* Aim of the task *
Check every line of the records below for the string "performance" and copy the ones that have it.

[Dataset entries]

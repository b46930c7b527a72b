//! Apple M1 performance (Firestorm) and efficiency (Icestorm) cores.

use pipewright_isa::{Arch, Instruction, Opcode, ARM_AARCH64};

use super::{is_any_load, is_any_store};
use crate::model::{CostModel, CostTables};
use crate::resolver::Key;
use crate::scheduler::{Objective, ObjectiveTerm, Sense};
use crate::units::{execution_units, ExecutionUnit, UnitRequirement};

execution_units! {
    pub enum FirestormUnit {
        Alu0 => "ALU0",
        Alu1 => "ALU1",
        Alu2 => "ALU2",
        Alu3 => "ALU3",
        Load0 => "LOAD0",
        Load1 => "LOAD1",
        Store => "STORE",
        Vec0 => "VEC0",
        Vec1 => "VEC1",
        Vec2 => "VEC2",
        Vec3 => "VEC3",
    }
}

execution_units! {
    pub enum IcestormUnit {
        Alu0 => "ALU0",
        Alu1 => "ALU1",
        LoadStore => "LS",
        Vec0 => "VEC0",
        Vec1 => "VEC1",
    }
}

fn is_vector_arith(inst: &Instruction) -> bool {
    inst.is_vector_mul() || inst.is_vector_add_sub()
}

/// Eight-wide performance core.
#[derive(Debug, Clone)]
pub struct AppleM1Firestorm {
    tables: CostTables,
}

impl AppleM1Firestorm {
    /// Registry name.
    pub const NAME: &'static str = "Apple_M1_firestorm";

    /// Build the model with its tables filled in.
    pub fn new() -> Self {
        use FirestormUnit::*;

        let CostTables {
            units,
            inverse_throughput,
            latency,
        } = CostTables::new(Self::NAME);

        let units = units
            .rule(Key::pred(is_vector_arith), UnitRequirement::any(&[Vec0, Vec1, Vec2, Vec3]))
            .rule(Opcode::MulX, UnitRequirement::any(&[Alu2, Alu3]))
            .rule(Key::pred(is_any_load), UnitRequirement::any(&[Load0, Load1]))
            .rule(Key::pred(is_any_store), UnitRequirement::any(&[Store]))
            .rule(
                Key::ops(&[Opcode::AddX, Opcode::Nop]),
                UnitRequirement::any(&[Alu0, Alu1, Alu2, Alu3]),
            );

        let inverse_throughput = inverse_throughput.rule(
            Key::any([
                Key::pred(is_vector_arith),
                Key::pred(is_any_load),
                Key::pred(is_any_store),
                Key::ops(&[Opcode::MulX, Opcode::AddX, Opcode::Nop]),
            ]),
            1,
        );

        let latency = latency
            .rule(Key::any([Opcode::Fmul.into(), Key::pred(is_any_load)]), 4)
            .rule(Key::ops(&[Opcode::MulV, Opcode::Mla, Opcode::MulX]), 3)
            .rule(Key::ops(&[Opcode::AddV, Opcode::SubV]), 2)
            .rule(Key::pred(is_any_store), 1)
            .rule(Key::ops(&[Opcode::AddX, Opcode::Nop]), 1);

        Self {
            tables: CostTables {
                units,
                inverse_throughput,
                latency,
            },
        }
    }
}

impl Default for AppleM1Firestorm {
    fn default() -> Self {
        Self::new()
    }
}

impl CostModel for AppleM1Firestorm {
    fn name(&self) -> &'static str {
        Self::NAME
    }

    fn arch(&self) -> &'static Arch {
        &ARM_AARCH64
    }

    fn issue_rate(&self) -> u32 {
        8
    }

    fn unit_names(&self) -> &'static [&'static str] {
        FirestormUnit::NAMES
    }

    fn tables(&self) -> &CostTables {
        &self.tables
    }
}

/// Four-wide efficiency core with a single load/store pipe.
#[derive(Debug, Clone)]
pub struct AppleM1Icestorm {
    tables: CostTables,
}

impl AppleM1Icestorm {
    /// Registry name.
    pub const NAME: &'static str = "Apple_M1_icestorm";

    /// Build the model with its tables filled in.
    pub fn new() -> Self {
        use IcestormUnit::*;

        let CostTables {
            units,
            inverse_throughput,
            latency,
        } = CostTables::new(Self::NAME);

        let units = units
            .rule(Key::pred(is_vector_arith), UnitRequirement::any(&[Vec0, Vec1]))
            .rule(Opcode::MulX, UnitRequirement::any(&[Alu1]))
            .rule(
                Key::any([Key::pred(is_any_load), Key::pred(is_any_store)]),
                UnitRequirement::any(&[LoadStore]),
            )
            .rule(Key::ops(&[Opcode::AddX, Opcode::Nop]), UnitRequirement::any(&[Alu0, Alu1]));

        let inverse_throughput = inverse_throughput
            .rule(Key::ops(&[Opcode::Stp, Opcode::MulX]), 2)
            .rule(
                Key::any([
                    Key::pred(is_vector_arith),
                    Key::pred(is_any_load),
                    Key::pred(is_any_store),
                    Key::ops(&[Opcode::AddX, Opcode::Nop]),
                ]),
                1,
            );

        let latency = latency
            .rule(
                Key::any([
                    Key::ops(&[Opcode::MulV, Opcode::Mla, Opcode::Fmul]),
                    Key::pred(is_any_load),
                ]),
                4,
            )
            .rule(Key::ops(&[Opcode::AddV, Opcode::SubV, Opcode::MulX]), 3)
            .rule(Key::pred(is_any_store), 1)
            .rule(Key::ops(&[Opcode::AddX, Opcode::Nop]), 1);

        Self {
            tables: CostTables {
                units,
                inverse_throughput,
                latency,
            },
        }
    }
}

impl Default for AppleM1Icestorm {
    fn default() -> Self {
        Self::new()
    }
}

impl CostModel for AppleM1Icestorm {
    fn name(&self) -> &'static str {
        Self::NAME
    }

    fn arch(&self) -> &'static Arch {
        &ARM_AARCH64
    }

    fn issue_rate(&self) -> u32 {
        4
    }

    fn unit_names(&self) -> &'static [&'static str] {
        IcestormUnit::NAMES
    }

    fn tables(&self) -> &CostTables {
        &self.tables
    }

    fn get_min_max_objective(&self) -> Option<Objective> {
        Some(Objective {
            name: "store pair adjacency",
            sense: Sense::Minimize,
            term: ObjectiveTerm::AdjacentPairs {
                first: is_any_store,
                second: is_any_store,
            },
        })
    }
}

#[cfg(test)]
mod tests {
    use super::super::parse_as;
    use super::*;
    use crate::latency::Latency;

    #[test]
    fn firestorm_has_no_overrides() {
        let model = AppleM1Firestorm::new();
        let mla = parse_as(&ARM_AARCH64, "mla v0, v1, v2", Opcode::Mla);
        let next = parse_as(&ARM_AARCH64, "mla v0, v3, v4", Opcode::Mla);
        assert_eq!(model.get_latency(&mla, 0, &next).unwrap(), Latency::Cycles(3));
        assert!(!model.has_min_max_objective());
    }

    #[test]
    fn icestorm_shares_memory_pipe() {
        let model = AppleM1Icestorm::new();
        let load = parse_as(&ARM_AARCH64, "ldr x0, [x1]", Opcode::LdrX);
        let store = parse_as(&ARM_AARCH64, "str v0, [x1]", Opcode::Str);
        assert_eq!(model.get_units(&load).unwrap(), model.get_units(&store).unwrap());
        assert_eq!(
            model.unit_names()[usize::from(IcestormUnit::LoadStore.index())],
            "LS"
        );
    }

    #[test]
    fn icestorm_objective_counts_adjacent_stores() {
        let model = AppleM1Icestorm::new();
        let objective = model.get_min_max_objective().unwrap();
        let load = parse_as(&ARM_AARCH64, "ldr x0, [x1]", Opcode::LdrX);
        let store = parse_as(&ARM_AARCH64, "str x2, [x3]", Opcode::StrX);
        let spill = parse_as(&ARM_AARCH64, "vsave VSTACK0, v1", Opcode::Vsave);
        assert_eq!(objective.evaluate(&[(0, &store), (1, &spill)]), 1);
        assert_eq!(objective.evaluate(&[(0, &store), (1, &load), (2, &spill)]), 0);
    }
}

* Your response *
//! Apple M1 performance (Firestorm) and efficiency (Icestorm) cores.
/// Eight-wide performance core.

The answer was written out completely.